§ **REQUIRED ACTION**
Write out exactly the lines from the first line of the records below through the line that contains "use crate::error::DatalogError;", and stop there.

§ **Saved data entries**

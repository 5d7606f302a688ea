//! Extensional fact store with multi-justification semantics.
//!
//! Every stored tuple carries a set of proofs. Inserting adds proofs,
//! deleting removes them, and a tuple exists exactly as long as its proof set
//! is non-empty.

use std::collections::BTreeMap;
use std::fmt;

use tracing::trace;

use crate::error::DatalogError;
use crate::formula::{Atom, Constant};
use crate::proof::{Proof, ProofCollection};
use crate::topdown::{Candidate, TopDownTheory};

/// A stored row together with its justifications.
#[derive(Debug, Clone, Copy)]
pub struct DbTuple<'a> {
    /// Argument values.
    pub values: &'a [Constant],
    /// Current justifications; never empty.
    pub proofs: &'a ProofCollection,
}

/// A pending change to one fact.
#[derive(Debug, Clone, PartialEq, Eq)]
pub struct Event {
    /// The (ground) fact.
    pub atom: Atom,
    /// Insert when `true`, delete otherwise.
    pub insert: bool,
    /// Proofs added or removed.
    pub proofs: ProofCollection,
}

impl Event {
    /// An insertion.
    pub fn insert(atom: Atom, proofs: ProofCollection) -> Self {
        Self {
            atom,
            insert: true,
            proofs,
        }
    }

    /// A deletion.
    pub fn delete(atom: Atom, proofs: ProofCollection) -> Self {
        Self {
            atom,
            insert: false,
            proofs,
        }
    }

    /// An insertion or deletion of a directly asserted fact.
    pub fn asserted(atom: Atom, insert: bool) -> Self {
        let proofs = ProofCollection::single(Proof::asserted(&atom));
        Self {
            atom,
            insert,
            proofs,
        }
    }

    /// Table of the fact.
    pub fn table(&self) -> &str {
        &self.atom.table
    }
}

impl fmt::Display for Event {
    fn fmt(&self, f: &mut fmt::Formatter<'_>) -> fmt::Result {
        let sign = if self.insert { '+' } else { '-' };
        write!(f, "{}{} ({} proofs)", sign, self.atom, self.proofs.len())
    }
}

type Table = BTreeMap<Vec<Constant>, ProofCollection>;

/// Named collection of tables of justified tuples.
#[derive(Debug, Clone, Default, PartialEq, Eq)]
pub struct Database {
    name: String,
    tables: BTreeMap<String, Table>,
}

fn ground_values(atom: &Atom) -> Result<Vec<Constant>, DatalogError> {
    atom.values()
        .ok_or_else(|| DatalogError::NonGroundFact(atom.to_string()))
}

impl Database {
    /// An empty database.
    pub fn new(name: impl Into<String>) -> Self {
        Self {
            name: name.into(),
            tables: BTreeMap::new(),
        }
    }

    /// Name of this database.
    pub fn name(&self) -> &str {
        &self.name
    }

    /// Union `proofs` into the tuple for `atom`, creating it if needed.
    pub fn insert(&mut self, atom: &Atom, proofs: &ProofCollection) -> Result<(), DatalogError> {
        let values = ground_values(atom)?;
        if proofs.is_empty() {
            return Ok(());
        }
        trace!(database = %self.name, atom = %atom, proofs = proofs.len(), "insert");
        self.tables
            .entry(atom.table.clone())
            .or_default()
            .entry(values)
            .or_default()
            .union_with(proofs);
        Ok(())
    }

    /// Remove `proofs` from the tuple for `atom`, dropping it once no proof
    /// is left.
    pub fn delete(&mut self, atom: &Atom, proofs: &ProofCollection) -> Result<(), DatalogError> {
        let values = ground_values(atom)?;
        let Some(table) = self.tables.get_mut(&atom.table) else {
            return Ok(());
        };
        let Some(existing) = table.get_mut(&values) else {
            return Ok(());
        };
        trace!(database = %self.name, atom = %atom, proofs = proofs.len(), "delete");
        existing.difference_with(proofs);
        if existing.is_empty() {
            table.remove(&values);
            if table.is_empty() {
                self.tables.remove(&atom.table);
            }
        }
        Ok(())
    }

    /// Apply an event.
    pub fn modify(&mut self, event: &Event) -> Result<(), DatalogError> {
        if event.insert {
            self.insert(&event.atom, &event.proofs)
        } else {
            self.delete(&event.atom, &event.proofs)
        }
    }

    /// Whether applying `event` would leave every proof set unchanged.
    pub fn is_noop(&self, event: &Event) -> bool {
        let existing = self.proofs(&event.atom);
        if event.insert {
            event.proofs.is_empty() || existing.is_some_and(|p| event.proofs.is_subset(p))
        } else {
            existing.is_none_or(|p| !p.intersects(&event.proofs))
        }
    }

    fn proofs(&self, atom: &Atom) -> Option<&ProofCollection> {
        let values = atom.values()?;
        self.tables.get(&atom.table)?.get(&values)
    }

    /// Current justifications of `atom`; empty if absent or not ground.
    pub fn explain(&self, atom: &Atom) -> ProofCollection {
        self.proofs(atom).cloned().unwrap_or_default()
    }

    /// Whether the ground `atom` is stored.
    pub fn contains(&self, atom: &Atom) -> bool {
        self.proofs(atom).is_some()
    }

    /// Stored tuples of `table`, ordered by value.
    pub fn tuples(&self, table: &str) -> Vec<DbTuple<'_>> {
        self.tables
            .get(table)
            .map(|rows| {
                rows.iter()
                    .map(|(values, proofs)| DbTuple { values, proofs })
                    .collect()
            })
            .unwrap_or_default()
    }

    /// Every stored fact, optionally restricted to `tables`.
    pub fn content(&self, tables: Option<&[&str]>) -> Vec<Atom> {
        self.tables
            .iter()
            .filter(|(name, _)| tables.is_none_or(|t| t.contains(&name.as_str())))
            .flat_map(|(name, rows)| rows.keys().map(move |v| Atom::from_values(name.clone(), v)))
            .collect()
    }

    /// Names of non-empty tables.
    pub fn tablenames(&self) -> impl Iterator<Item = &str> {
        self.tables.keys().map(String::as_str)
    }

    /// Arity of a non-empty table.
    pub fn arity(&self, table: &str) -> Option<usize> {
        self.tables.get(table)?.keys().next().map(Vec::len)
    }

    /// Number of stored tuples.
    pub fn len(&self) -> usize {
        self.tables.values().map(BTreeMap::len).sum()
    }

    /// Whether no tuple is stored.
    pub fn is_empty(&self) -> bool {
        self.tables.is_empty()
    }

    /// Drop every tuple.
    pub fn clear(&mut self) {
        self.tables.clear();
    }

    /// Drop every tuple of `table`.
    pub fn clear_table(&mut self, table: &str) {
        self.tables.remove(table);
    }

    /// Assert a fact. Returns whether the database changed.
    pub fn insert_fact(&mut self, atom: &Atom) -> Result<bool, DatalogError> {
        self.assert_fact(atom, true)
    }

    /// Retract an asserted fact. Returns whether the database changed.
    pub fn delete_fact(&mut self, atom: &Atom) -> Result<bool, DatalogError> {
        self.assert_fact(atom, false)
    }

    fn assert_fact(&mut self, atom: &Atom, insert: bool) -> Result<bool, DatalogError> {
        ground_values(atom)?;
        let event = Event::asserted(atom.clone(), insert);
        if self.is_noop(&event) {
            return Ok(false);
        }
        self.modify(&event)?;
        Ok(true)
    }
}

impl TopDownTheory for Database {
    fn name(&self) -> &str {
        &self.name
    }

    fn head_index(&self, table: &str) -> Vec<Candidate<'_>> {
        self.tuples(table).into_iter().map(Candidate::Tuple).collect()
    }
}

#[cfg(test)]
mod tests {
    use super::*;
    use crate::formula::{Binding, Literal, Rule, Term, Variable};
    use std::sync::Arc;

    fn fact(table: &str, values: &[i64]) -> Atom {
        let values: Vec<Constant> = values.iter().copied().map(Constant::Int).collect();
        Atom::from_values(table, &values)
    }

    fn derived_proof(body_table: &str, x: i64) -> ProofCollection {
        let rule = Arc::new(Rule::new(
            Atom::new("p", vec![Term::var("x")]),
            vec![Literal::positive(Atom::new(body_table, vec![Term::var("x")]))],
        ));
        let mut binding = Binding::new();
        binding.insert(Variable::new("x"), Constant::Int(x));
        ProofCollection::single(Proof::new(rule, &binding))
    }

    #[test]
    fn test_tuple_survives_until_last_proof_is_removed() {
        let mut db = Database::new("test");
        let p1 = fact("p", &[1]);
        let via_q = derived_proof("q", 1);
        let via_r = derived_proof("r", 1);

        db.insert(&p1, &via_q).unwrap();
        db.insert(&p1, &via_r).unwrap();
        assert_eq!(db.explain(&p1).len(), 2);

        db.delete(&p1, &via_q).unwrap();
        assert!(db.contains(&p1));

        db.delete(&p1, &via_r).unwrap();
        assert!(!db.contains(&p1));
        assert!(db.is_empty());
    }

    #[test]
    fn test_is_noop() {
        let mut db = Database::new("test");
        let p1 = fact("p", &[1]);
        let via_q = derived_proof("q", 1);
        let via_r = derived_proof("r", 1);

        let insert = Event::insert(p1.clone(), via_q.clone());
        assert!(!db.is_noop(&insert));
        db.modify(&insert).unwrap();
        let snapshot = db.clone();
        assert!(db.is_noop(&insert));
        db.modify(&insert).unwrap();
        assert_eq!(db, snapshot);

        assert!(db.is_noop(&Event::insert(p1.clone(), ProofCollection::new())));
        assert!(!db.is_noop(&Event::insert(p1.clone(), via_r.clone())));
        assert!(db.is_noop(&Event::delete(p1.clone(), via_r)));
        assert!(db.is_noop(&Event::delete(fact("p", &[2]), via_q.clone())));
        assert!(!db.is_noop(&Event::delete(p1, via_q)));
    }

    #[test]
    fn test_non_ground_atoms_are_rejected() {
        let mut db = Database::new("test");
        let atom = Atom::new("p", vec![Term::var("x")]);
        assert!(matches!(
            db.insert_fact(&atom),
            Err(DatalogError::NonGroundFact(_))
        ));
        assert!(db.explain(&atom).is_empty());
    }

    #[test]
    fn test_content_and_introspection() {
        let mut db = Database::new("test");
        assert!(db.insert_fact(&fact("q", &[2, 3])).unwrap());
        assert!(db.insert_fact(&fact("q", &[1, 2])).unwrap());
        assert!(!db.insert_fact(&fact("q", &[1, 2])).unwrap());
        assert!(db.insert_fact(&fact("r", &[3])).unwrap());

        let rendered: Vec<String> = db.content(None).iter().map(ToString::to_string).collect();
        assert_eq!(rendered, vec!["q(1, 2)", "q(2, 3)", "r(3)"]);
        assert_eq!(db.content(Some(&["r"][..])).len(), 1);
        assert_eq!(db.arity("q"), Some(2));
        assert_eq!(db.len(), 3);
        assert_eq!(db.head_index("q").len(), 2);

        assert!(db.delete_fact(&fact("r", &[3])).unwrap());
        assert!(!db.delete_fact(&fact("r", &[3])).unwrap());
        assert_eq!(db.tablenames().collect::<Vec<_>>(), vec!["q"]);
    }
}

§ **SOLUTION TO THE EXERCISE**
repository 5d7606f302a688ea
//! Extensional fact store with multi-justification semantics.
//!
//! Every stored tuple carries a set of proofs. Inserting adds proofs,
//! deleting removes them, and a tuple exists exactly as long as its proof set
//! is non-empty.

use std::collections::BTreeMap;
use std::fmt;

use tracing::trace;

use crate::error::DatalogError;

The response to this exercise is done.